_What you have to do_: Please print exactly the line containing "unused_qualifications" and every line after it to the end of the records below, and nothing more.

--- Supplied records Enclosed Below ---

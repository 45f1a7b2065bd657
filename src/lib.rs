//! vcv - Virtual Commerce Ventures portal and GaaS (Grading as a Service) demo
//!
//! This library provides the portal's platform navigation and the card capture
//! workflow: a four-step wizard that collects three photographs and returns a
//! placeholder PSA-style grade estimate.

// Deny all clippy warnings in this crate
#![deny(
    clippy::all,
    clippy::pedantic,
    clippy::nursery,
    missing_docs,
    missing_debug_implementations,
    missing_copy_implementations,
    trivial_casts,
    trivial_numeric_casts,
    unsafe_code,
    unused_import_braces,
    unused_qualifications
)]
// Allow some pedantic lints that are too noisy or not applicable
#![allow(
    clippy::module_name_repetitions,
    clippy::missing_errors_doc,
    clippy::cargo_common_metadata
)]

/// Library version
pub const VERSION: &str = env!("CARGO_PKG_VERSION");

pub mod adapters;
pub mod config;
pub mod core;
pub mod output;
pub mod paths;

--- End of Enclosed Supplied records ---

_Output of the task_:
    unused_qualifications
)]
// Allow some pedantic lints that are too noisy or not applicable
#![allow(
    clippy::module_name_repetitions,
    clippy::missing_errors_doc,
    clippy::cargo_common_metadata
)]

/// Library version
pub const VERSION: &str = env!("CARGO_PKG_VERSION");

pub mod adapters;
pub mod config;
pub mod core;
pub mod output;
pub mod paths;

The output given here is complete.